As Jay explained to me the paintings, in two series, evolved from the thirty or so identities he created while in deep cover as an operative. His true identity was known only to a CIA handler. "He died a couple of years ago in his 90s and was my best friend."

The work, which landed him in court with hefty potential time in the cooler, received little critical attention. It proved to be a precursor of the redacted documents series by Jenny Holzer which has been featured globally as well as at MASS MoCA

We also were delighted to revisit excerpts from The Disappeared series by Susan Erony which refers to dissenters who were arrested and murdered in Latin America particularly after the assassination of the duly elected leftist Allende in Chile.

The pleasure of their evocative art is that it is conceptual and oblique. By not being in your face it allows the viewer to delve into the what and why of the images. It is always more rewarding when one has to make an effort to comprehend and absorb horrific issues which do not just blow up on us. With Erony and Jaroslav the ideas explode in our subconscious once we glom onto them.

Deep in the woods of Dogtown, that morning, I visited the studio of Gabrielle Barzaghi. We had known each other as colleagues for decades but this was our first real dialogue. She is somewhat of a hermit and like Thoreau is reluctant to have visitors.

We looked at a series of works inspired by Charlotte Bronte who had a rock thrown at her head by a rude boy she was tutoring. These evocative and fascinating drawings will be shown at Trident Gallery in June.

As a preview of the event last night she told me of being furious about Trump and the revelations leading up to his election. In particular, she was provoked into responding to his outrageous remarks about sexual assaults on women.

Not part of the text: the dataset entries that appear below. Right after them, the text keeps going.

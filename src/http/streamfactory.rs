use crate::base::neterror::FetchError;
use crate::socket::client::SocketType;
use crate::socket::connectjob::ConnectJob;
use crate::socket::pool::{ConnectionPool, GroupId, Poolable, Pooled};
use crate::socket::tls::TlsConfig;
use bytes::Bytes;
use http::{Request, Response};
use http_body_util::Full;
use hyper::body::Incoming;
use hyper::client::conn::http1;
use hyper_util::rt::TokioIo;
use std::net::SocketAddr;
use std::sync::Arc;
use std::time::Duration;
use tokio::spawn;

/// An HTTP/1.1 connection: hyper's request sender with its driver task
/// running in the background.
/// Equivalent to net::HttpStream.
#[derive(Debug)]
pub struct HttpStream {
    sender: http1::SendRequest<Full<Bytes>>,
    peer: Option<SocketAddr>,
}

impl HttpStream {
    /// Run the HTTP/1.1 handshake over `socket` and spawn the connection driver.
    pub async fn handshake(socket: SocketType) -> Result<Self, FetchError> {
        let peer = socket.peer_addr();
        let io = TokioIo::new(socket);
        let (sender, conn) = http1::handshake(io).await?;

        spawn(async move {
            if let Err(e) = conn.await {
                tracing::debug!(error = %e, "connection driver ended with error");
            }
        });

        Ok(Self { sender, peer })
    }

    pub fn peer_addr(&self) -> Option<SocketAddr> {
        self.peer
    }

    pub async fn send_request(
        &mut self,
        req: Request<Full<Bytes>>,
    ) -> Result<Response<Incoming>, FetchError> {
        self.sender.ready().await?;
        Ok(self.sender.send_request(req).await?)
    }
}

impl Poolable for HttpStream {
    fn is_open(&self) -> bool {
        !self.sender.is_closed()
    }
}

/// Hands out HTTP streams, reusing idle pooled connections when possible.
pub struct HttpStreamFactory {
    pool: Arc<ConnectionPool<HttpStream>>,
    tls: TlsConfig,
}

impl HttpStreamFactory {
    pub fn new(pool: Arc<ConnectionPool<HttpStream>>, tls: TlsConfig) -> Self {
        Self { pool, tls }
    }

    pub fn pool(&self) -> &Arc<ConnectionPool<HttpStream>> {
        &self.pool
    }

    /// An idle stream for `group`, or a new one.
    pub async fn request_stream(
        &self,
        group: &GroupId,
        timeout: Duration,
    ) -> Result<Pooled<HttpStream>, FetchError> {
        self.pool
            .acquire(group, || self.connect(group, timeout))
            .await
    }

    /// A new stream that bypasses the idle queue.
    pub async fn fresh_stream(
        &self,
        group: &GroupId,
        timeout: Duration,
    ) -> Result<Pooled<HttpStream>, FetchError> {
        let conn = self.connect(group, timeout).await?;
        tracing::debug!(group = %group, "new connection");
        Ok(Pooled {
            conn,
            reused: false,
        })
    }

    /// Give a finished stream back to the pool for `ttl`.
    pub fn release(&self, group: &GroupId, stream: HttpStream, ttl: Duration) -> bool {
        self.pool.release(group, stream, ttl)
    }

    async fn connect(&self, group: &GroupId, timeout: Duration) -> Result<HttpStream, FetchError> {
        let socket = ConnectJob::connect(group, &self.tls, timeout).await?;
        HttpStream::handshake(socket).await
    }
}
use super::options::FetchOptions;
use super::Fetcher;
use crate::base::loadstate::LoadState;
use crate::base::neterror::FetchError;
use crate::http::orderedheaders::OrderedHeaderMap;
use crate::http::requestbody::Payload;
use crate::http::response::Response;
use crate::http::transaction::{HttpNetworkTransaction, PreparedRequest, RawResponse};
use http::Method;
use std::sync::Arc;
use std::time::Duration;
use url::Url;

/// Redirects followed so far by one logical fetch.
#[derive(Debug, Clone, Copy, PartialEq, Eq)]
pub struct RedirectChain {
    hops: usize,
    limit: usize,
}

impl RedirectChain {
    pub fn new(limit: usize) -> Self {
        Self { hops: 0, limit }
    }

    pub fn hops(&self) -> usize {
        self.hops
    }

    /// Count one more hop, failing once the limit is already spent.
    pub fn follow(&mut self) -> Result<usize, FetchError> {
        if self.hops >= self.limit {
            return Err(FetchError::TooManyRedirects { limit: self.limit });
        }
        self.hops += 1;
        Ok(self.hops)
    }
}

/// One logical fetch: every exchange from the first request to the final
/// response, redirect hops included.
pub struct FetchJob<'a> {
    fetcher: &'a Fetcher,
    url: Url,
    method: Method,
    headers: OrderedHeaderMap,
    payload: Option<Payload>,
    timeout: Duration,
    ignore_errors: bool,
    chain: RedirectChain,
    state: LoadState,
}

impl<'a> FetchJob<'a> {
    /// `url` must already be resolved and carry its query.
    pub fn new(fetcher: &'a Fetcher, url: Url, options: FetchOptions) -> Result<Self, FetchError> {
        let FetchOptions {
            payload,
            headers,
            timeout,
            ignore_errors,
            ..
        } = options;
        let method = if payload.is_some() { Method::POST } else { Method::GET };

        Ok(Self {
            fetcher,
            url,
            method,
            headers: OrderedHeaderMap::from_pairs(headers)?,
            payload,
            timeout: timeout.unwrap_or(fetcher.config().timeout),
            ignore_errors,
            chain: RedirectChain::new(fetcher.config().redirect_limit),
            state: LoadState::Idle,
        })
    }

    pub fn load_state(&self) -> LoadState {
        self.state
    }

    pub fn redirects(&self) -> usize {
        self.chain.hops()
    }

    pub async fn run(&mut self) -> Result<Response, FetchError> {
        let result = self.run_loop().await;
        self.state = match &result {
            Ok(_) => LoadState::Done,
            Err(e) => {
                tracing::debug!(url = %self.url, error = %e, "fetch failed");
                LoadState::Failed
            }
        };
        result
    }

    async fn run_loop(&mut self) -> Result<Response, FetchError> {
        loop {
            self.state = LoadState::Building;
            let mut request = self.build_request();
            self.fetcher.chain.run_request(&mut request)?;

            self.state = LoadState::Sending;
            let mut transaction = HttpNetworkTransaction::new(
                Arc::clone(&self.fetcher.factory),
                self.fetcher.config().keep_alive_timeout,
            );
            let raw = transaction.start(&request).await?;

            self.state = LoadState::Received;
            self.fetcher.chain.run_response(&request, &raw)?;

            let status = raw.status.as_u16();
            if (301..304).contains(&status) {
                self.state = LoadState::Redirecting;
                self.follow_redirect(&raw)?;
                continue;
            }
            if status > 300 && !self.ignore_errors {
                return Err(FetchError::HttpError { status: raw.status });
            }
            return Response::from_raw(raw, &self.fetcher.config().charset);
        }
    }

    /// Defaults, then per-call headers; the payload goes to the body encoder.
    fn build_request(&mut self) -> PreparedRequest {
        let mut request = PreparedRequest::new(self.method.clone(), self.url.clone(), self.timeout);
        request.headers = self.fetcher.default_headers.clone();
        request.headers.extend_from(&self.headers);
        request.payload = self.payload.take();
        request
    }

    /// Point the job at `Location` as a plain GET.
    fn follow_redirect(&mut self, raw: &RawResponse) -> Result<(), FetchError> {
        let hop = self.chain.follow()?;
        let location = raw.location().ok_or(FetchError::InvalidRedirect)?;
        let next = raw.url.join(location).map_err(|_| FetchError::InvalidRedirect)?;
        if !matches!(next.scheme(), "http" | "https") {
            return Err(FetchError::InvalidRedirect);
        }
        self.fetcher.check_host(&next)?;

        tracing::debug!(
            hop,
            status = raw.status.as_u16(),
            from = %raw.url,
            to = %next,
            "following redirect"
        );
        self.url = next;
        self.method = Method::GET;
        self.headers = OrderedHeaderMap::new();
        self.payload = None;
        Ok(())
    }
}

#[cfg(test)]
mod tests {
    use super::*;

    #[test]
    fn test_redirect_chain_bound() {
        let mut chain = RedirectChain::new(200);
        for expected in 1..=200 {
            assert_eq!(chain.follow().unwrap(), expected);
        }
        assert_eq!(chain.follow().unwrap_err(), FetchError::TooManyRedirects { limit: 200 });
        assert_eq!(chain.hops(), 200);
    }

    #[test]
    fn test_zero_limit_rejects_first_redirect() {
        let mut chain = RedirectChain::new(0);
        assert!(chain.follow().is_err());
    }

    #[test]
    fn test_new_job_picks_method_and_timeout() {
        let fetcher = Fetcher::builder().host("example.test").build().unwrap();
        let url = fetcher.resolve_url("/login").unwrap();

        let job = FetchJob::new(&fetcher, url.clone(), FetchOptions::new()).unwrap();
        assert_eq!(job.method, Method::GET);
        assert_eq!(job.timeout, Duration::from_secs(10));
        assert_eq!(job.load_state(), LoadState::Idle);

        let opts = FetchOptions::new().payload("x").timeout(Duration::from_secs(2));
        let job = FetchJob::new(&fetcher, url.clone(), opts).unwrap();
        assert_eq!(job.method, Method::POST);
        assert_eq!(job.timeout, Duration::from_secs(2));

        let bad = FetchOptions::new().header("bad name", "x");
        assert_eq!(FetchJob::new(&fetcher, url, bad).err(), Some(FetchError::InvalidHeader));
    }

    #[test]
    fn test_build_request_merges_headers() {
        let fetcher = Fetcher::builder()
            .host("example.test")
            .header("X-Default", "a")
            .header("Accept", "*/*")
            .build()
            .unwrap();
        let url = fetcher.resolve_url("/").unwrap();
        let opts = FetchOptions::new().header("x-default", "b").header("X-Call", "c");
        let mut job = FetchJob::new(&fetcher, url, opts).unwrap();

        let request = job.build_request();
        let names: Vec<_> = request.headers.iter().map(|(k, _)| k.as_str().to_string()).collect();
        assert_eq!(names, ["accept-encoding", "x-default", "accept", "x-call"]);
        assert_eq!(request.headers.get_str("X-Default"), Some("b"));
    }
}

The resultant drawings were featured in Swift’s exhibition and their rage fills the room. Astrid commented to her about the foul language in the titles. Gabrielle responded that they were direct quotes from our esteemed President and Commander in Chief. Oh my.

Before 7 PM folding chairs were set up on either side of the gallery creating  a grande allee for the center space.

With deliberation allowing for audience reaction a narrator recited seventeen points. We were told to close our eyes and conjure a variety of sounds from animals and birds to the footsteps of a friend or loved one.

Following “Sonic Images” by Pauline Oliveros there were groups, pairings and solo improvisations by several dancers. There seemed to be a separation between male and female dancers. Men danced with men and women with women.

There was no music other than the sounds in our heads evoked by the reading. It was a pleasant surprise and relief when a woman, cutting a dramatic presence in spiked heels, bowed a saw arched from a seated position. She manipulated the carpenter’s tool to create hauntingly eerie sounds. The dancers responded accordingly.

Anchoring the evocative improvisations Swift was joined by a male partner. He soon faded leaving her alone. She executed a variety of movements including ending up prostrate and motionless on the floor. It was a position from which she emerged in arching, body extending intervals.

Seemingly on a whim she grasped a bottle of Pellegrino from the bar. She took a sip and then placed it on the stool of the narrator. Seemingly abandoned she later returned to it. Moving down one side of the allee she stopped at several intervals, and with exaggerated sound, took gulps from the bottle.

At the end of the allee she turned and faced its length.

Bending down she placed the now empty bottle sideways on the floor. She gave it a slight nudge in a gesture like bowling or putting.

We were surprised and delighted as the bottle made its way past us. At about mid way it slowed to what we assumed to be a stop. But then it gained momentum and there were several more seeming pauses and lurches forward.

There were gasps as though watching a golf tournament and the ball inching to the cup.

The bottle trick evoked a burst of exuberant applause.

After this astonishing climax to a remarkable evening I asked if she had rehearsed the bottle stunt.

With a laugh Sarah responded “It was a miracle.”